Write out all of the records, keeping each one exactly as written.

=======

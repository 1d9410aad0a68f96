use serde::{Deserialize, Serialize};
use thiserror::Error;

use crate::{
    domain::{Prediction, Track},
    error::BackendRejection,
};

#[derive(Debug, Clone, Serialize, Deserialize)]
pub struct PredictRequest {
    pub text: String,
}

#[derive(Debug, Clone, Serialize, Deserialize)]
pub struct RecommendRequest {
    pub emotion: String,
}

/// Raw `/predict` body. The backend uses the same object shape for success and
/// failure, so every field is optional until [`PredictResponse::into_reply`].
/// Echoed fields such as `input_text` are ignored.
#[derive(Debug, Clone, Default, Serialize, Deserialize)]
pub struct PredictResponse {
    #[serde(default, skip_serializing_if = "Option::is_none")]
    pub error: Option<String>,
    #[serde(default, skip_serializing_if = "Option::is_none")]
    pub detected_emotion: Option<String>,
    #[serde(default, skip_serializing_if = "Option::is_none")]
    pub recommended_quote: Option<String>,
}

/// Raw `/recommend` body: either a track list or an object carrying `error`.
#[derive(Debug, Clone, Serialize, Deserialize)]
#[serde(untagged)]
pub enum RecommendResponse {
    Tracks(Vec<Track>),
    Object {
        #[serde(default, skip_serializing_if = "Option::is_none")]
        error: Option<String>,
    },
}

#[derive(Debug, Clone, PartialEq, Eq)]
pub enum Reply<T> {
    Accepted(T),
    Rejected(BackendRejection),
}

#[derive(Debug, Clone, PartialEq, Eq, Error)]
pub enum ShapeError {
    #[error("response is missing `{0}`")]
    MissingField(&'static str),
    #[error("expected a list of tracks")]
    NotATrackList,
}

impl PredictResponse {
    pub fn into_reply(self) -> Result<Reply<Prediction>, ShapeError> {
        if let Some(rejection) = BackendRejection::from_field(self.error) {
            return Ok(Reply::Rejected(rejection));
        }
        let detected_emotion = self
            .detected_emotion
            .ok_or(ShapeError::MissingField("detected_emotion"))?;
        let recommended_quote = self
            .recommended_quote
            .ok_or(ShapeError::MissingField("recommended_quote"))?;
        Ok(Reply::Accepted(Prediction {
            detected_emotion,
            recommended_quote,
        }))
    }
}

impl RecommendResponse {
    pub fn into_reply(self) -> Result<Reply<Vec<Track>>, ShapeError> {
        match self {
            Self::Tracks(tracks) => Ok(Reply::Accepted(tracks)),
            Self::Object { error } => BackendRejection::from_field(error)
                .map(Reply::Rejected)
                .ok_or(ShapeError::NotATrackList),
        }
    }
}

#[cfg(test)]
mod tests {
    use super::*;
    use crate::error::ErrorBody;

    #[test]
    fn predict_error_wins_over_payload_fields() {
        let body: PredictResponse = serde_json::from_str(
            r#"{"error":"No text provided","detected_emotion":"joy","recommended_quote":"q"}"#,
        )
        .expect("decode");
        assert_eq!(
            body.into_reply(),
            Ok(Reply::Rejected(BackendRejection::new("No text provided")))
        );
    }

    #[test]
    fn predict_empty_error_is_not_a_rejection() {
        let body: PredictResponse = serde_json::from_str(
            r#"{"error":"","input_text":"meh","detected_emotion":"sadness","recommended_quote":"q"}"#,
        )
        .expect("decode");
        assert_eq!(
            body.into_reply(),
            Ok(Reply::Accepted(Prediction {
                detected_emotion: "sadness".into(),
                recommended_quote: "q".into(),
            }))
        );
    }

    #[test]
    fn predict_without_quote_is_malformed() {
        let body: PredictResponse =
            serde_json::from_str(r#"{"detected_emotion":"joy"}"#).expect("decode");
        assert_eq!(
            body.into_reply(),
            Err(ShapeError::MissingField("recommended_quote"))
        );
    }

    #[test]
    fn recommend_decodes_track_list_in_order() {
        let body: RecommendResponse = serde_json::from_str(
            r#"[{"name":"A","artist":"X","url":"u1","album_art":"a1"},
                {"name":"B","artist":"Y","url":"u2","album_art":"a2"}]"#,
        )
        .expect("decode");
        let Ok(Reply::Accepted(tracks)) = body.into_reply() else {
            panic!("expected tracks");
        };
        let names: Vec<_> = tracks.iter().map(|t| t.name.as_str()).collect();
        assert_eq!(names, ["A", "B"]);
    }

    #[test]
    fn recommend_error_object_is_a_rejection() {
        let body: RecommendResponse =
            serde_json::from_str(r#"{"error":"User not logged in"}"#).expect("decode");
        assert_eq!(
            body.into_reply(),
            Ok(Reply::Rejected(BackendRejection::new("User not logged in")))
        );
    }

    #[test]
    fn error_body_decodes_as_rejection_for_both_endpoints() {
        let raw = serde_json::to_string(&ErrorBody::new("User not logged in")).expect("encode");

        let predict: PredictResponse = serde_json::from_str(&raw).expect("decode predict");
        let recommend: RecommendResponse = serde_json::from_str(&raw).expect("decode recommend");

        let expected = BackendRejection::new("User not logged in");
        assert_eq!(predict.into_reply(), Ok(Reply::Rejected(expected.clone())));
        assert_eq!(recommend.into_reply(), Ok(Reply::Rejected(expected)));
    }

    #[test]
    fn recommend_object_without_error_is_malformed() {
        let body: RecommendResponse = serde_json::from_str(r#"{}"#).expect("decode");
        assert_eq!(body.into_reply(), Err(ShapeError::NotATrackList));
    }

    #[test]
    fn recommend_track_missing_field_fails_to_decode() {
        let decoded = serde_json::from_str::<RecommendResponse>(
            r#"[{"name":"A","artist":"X","url":"u1"}]"#,
        );
        assert!(decoded.is_err());
    }
}
//! Error taxonomy for the player runtime.
//!
//! Three families: rejected operations (the call fails, other compositions
//! are unaffected), recoverable render conditions (surfaced as events plus a
//! ticker pause, never as a Result), and intentionally stubbed methods.

use thiserror::Error;

/// Errors returned by fallible player operations.
#[derive(Debug, Error)]
#[non_exhaustive]
pub enum PlayerError {
    /// The display host was used before `initialize` bound it to a host
    /// engine context.
    #[error("display host is not initialized")]
    NotInitialized,

    /// A scene load settled after the owning display host was disposed.
    /// The half-built composition is never registered.
    #[error("disposed player can not be used to create composition")]
    DisposedDuringLoad,

    /// The external scene loader reported a failure; propagated to the
    /// caller of the load, never swallowed.
    #[error("scene load failed: {reason}")]
    SceneLoad { reason: String },

    /// A texture reload requested by `resume` failed.
    #[error("texture reload failed: {reason}")]
    TextureReload { reason: String },

    /// Configuration rejected by validation.
    #[error("invalid value: {reason}")]
    InvalidValue { reason: String },

    /// Intentionally stubbed method. Reaching this in normal operation is a
    /// bug in the caller, not a runtime condition to handle.
    #[error("method not implemented: {method}")]
    NotImplemented { method: &'static str },
}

=======

Answer to the problem:
repository 1d9410aad0a68f96
use serde::{Deserialize, Serialize};
use thiserror::Error;

use crate::{
    domain::{Prediction, Track},
    error::BackendRejection,
};

#[derive(Debug, Clone, Serialize, Deserialize)]
pub struct PredictRequest {
    pub text: String,
}

#[derive(Debug, Clone, Serialize, Deserialize)]
pub struct RecommendRequest {
    pub emotion: String,
}

/// Raw `/predict` body. The backend uses the same object shape for success and
/// failure, so every field is optional until [`PredictResponse::into_reply`].
/// Echoed fields such as `input_text` are ignored.
#[derive(Debug, Clone, Default, Serialize, Deserialize)]
pub struct PredictResponse {
    #[serde(default, skip_serializing_if = "Option::is_none")]
    pub error: Option<String>,
    #[serde(default, skip_serializing_if = "Option::is_none")]
    pub detected_emotion: Option<String>,
    #[serde(default, skip_serializing_if = "Option::is_none")]
    pub recommended_quote: Option<String>,
}

/// Raw `/recommend` body: either a track list or an object carrying `error`.
#[derive(Debug, Clone, Serialize, Deserialize)]
#[serde(untagged)]
pub enum RecommendResponse {
    Tracks(Vec<Track>),
    Object {
        #[serde(default, skip_serializing_if = "Option::is_none")]
        error: Option<String>,
    },
}

#[derive(Debug, Clone, PartialEq, Eq)]
pub enum Reply<T> {
    Accepted(T),
    Rejected(BackendRejection),
}

#[derive(Debug, Clone, PartialEq, Eq, Error)]
pub enum ShapeError {
    #[error("response is missing `{0}`")]
    MissingField(&'static str),
    #[error("expected a list of tracks")]
    NotATrackList,
}

impl PredictResponse {
    pub fn into_reply(self) -> Result<Reply<Prediction>, ShapeError> {
        if let Some(rejection) = BackendRejection::from_field(self.error) {
            return Ok(Reply::Rejected(rejection));
        }
        let detected_emotion = self
            .detected_emotion
            .ok_or(ShapeError::MissingField("detected_emotion"))?;
        let recommended_quote = self
            .recommended_quote
            .ok_or(ShapeError::MissingField("recommended_quote"))?;
        Ok(Reply::Accepted(Prediction {
            detected_emotion,
            recommended_quote,
        }))
    }
}

impl RecommendResponse {
    pub fn into_reply(self) -> Result<Reply<Vec<Track>>, ShapeError> {
        match self {
            Self::Tracks(tracks) => Ok(Reply::Accepted(tracks)),
            Self::Object { error } => BackendRejection::from_field(error)
                .map(Reply::Rejected)
                .ok_or(ShapeError::NotATrackList),
        }
    }
}

#[cfg(test)]
mod tests {
    use super::*;
    use crate::error::ErrorBody;

    #[test]
    fn predict_error_wins_over_payload_fields() {
        let body: PredictResponse = serde_json::from_str(
            r#"{"error":"No text provided","detected_emotion":"joy","recommended_quote":"q"}"#,
        )
        .expect("decode");
        assert_eq!(
            body.into_reply(),
            Ok(Reply::Rejected(BackendRejection::new("No text provided")))
        );
    }

    #[test]
    fn predict_empty_error_is_not_a_rejection() {
        let body: PredictResponse = serde_json::from_str(
            r#"{"error":"","input_text":"meh","detected_emotion":"sadness","recommended_quote":"q"}"#,
        )
        .expect("decode");
        assert_eq!(
            body.into_reply(),
            Ok(Reply::Accepted(Prediction {
                detected_emotion: "sadness".into(),
                recommended_quote: "q".into(),
            }))
        );
    }

    #[test]
    fn predict_without_quote_is_malformed() {
        let body: PredictResponse =
            serde_json::from_str(r#"{"detected_emotion":"joy"}"#).expect("decode");
        assert_eq!(
            body.into_reply(),
            Err(ShapeError::MissingField("recommended_quote"))
        );
    }

    #[test]
    fn recommend_decodes_track_list_in_order() {
        let body: RecommendResponse = serde_json::from_str(
            r#"[{"name":"A","artist":"X","url":"u1","album_art":"a1"},
                {"name":"B","artist":"Y","url":"u2","album_art":"a2"}]"#,
        )
        .expect("decode");
        let Ok(Reply::Accepted(tracks)) = body.into_reply() else {
            panic!("expected tracks");
        };
        let names: Vec<_> = tracks.iter().map(|t| t.name.as_str()).collect();
        assert_eq!(names, ["A", "B"]);
    }

    #[test]
    fn recommend_error_object_is_a_rejection() {
        let body: RecommendResponse =
            serde_json::from_str(r#"{"error":"User not logged in"}"#).expect("decode");
        assert_eq!(
            body.into_reply(),
            Ok(Reply::Rejected(BackendRejection::new("User not logged in")))
        );
    }

    #[test]
    fn error_body_decodes_as_rejection_for_both_endpoints() {
        let raw = serde_json::to_string(&ErrorBody::new("User not logged in")).expect("encode");

        let predict: PredictResponse = serde_json::from_str(&raw).expect("decode predict");
        let recommend: RecommendResponse = serde_json::from_str(&raw).expect("decode recommend");

        let expected = BackendRejection::new("User not logged in");
        assert_eq!(predict.into_reply(), Ok(Reply::Rejected(expected.clone())));
        assert_eq!(recommend.into_reply(), Ok(Reply::Rejected(expected)));
    }

    #[test]
    fn recommend_object_without_error_is_malformed() {
        let body: RecommendResponse = serde_json::from_str(r#"{}"#).expect("decode");
        assert_eq!(body.into_reply(), Err(ShapeError::NotATrackList));
    }

    #[test]
    fn recommend_track_missing_field_fails_to_decode() {
        let decoded = serde_json::from_str::<RecommendResponse>(
            r#"[{"name":"A","artist":"X","url":"u1"}]"#,
        );
        assert!(decoded.is_err());
    }
}
//! Error taxonomy for the player runtime.
//!
//! Three families: rejected operations (the call fails, other compositions
//! are unaffected), recoverable render conditions (surfaced as events plus a
//! ticker pause, never as a Result), and intentionally stubbed methods.

use thiserror::Error;

/// Errors returned by fallible player operations.
#[derive(Debug, Error)]
#[non_exhaustive]
pub enum PlayerError {
    /// The display host was used before `initialize` bound it to a host
    /// engine context.
    #[error("display host is not initialized")]
    NotInitialized,

    /// A scene load settled after the owning display host was disposed.
    /// The half-built composition is never registered.
    #[error("disposed player can not be used to create composition")]
    DisposedDuringLoad,

    /// The external scene loader reported a failure; propagated to the
    /// caller of the load, never swallowed.
    #[error("scene load failed: {reason}")]
    SceneLoad { reason: String },

    /// A texture reload requested by `resume` failed.
    #[error("texture reload failed: {reason}")]
    TextureReload { reason: String },

    /// Configuration rejected by validation.
    #[error("invalid value: {reason}")]
    InvalidValue { reason: String },

    /// Intentionally stubbed method. Reaching this in normal operation is a
    /// bug in the caller, not a runtime condition to handle.
    #[error("method not implemented: {method}")]
    NotImplemented { method: &'static str },
}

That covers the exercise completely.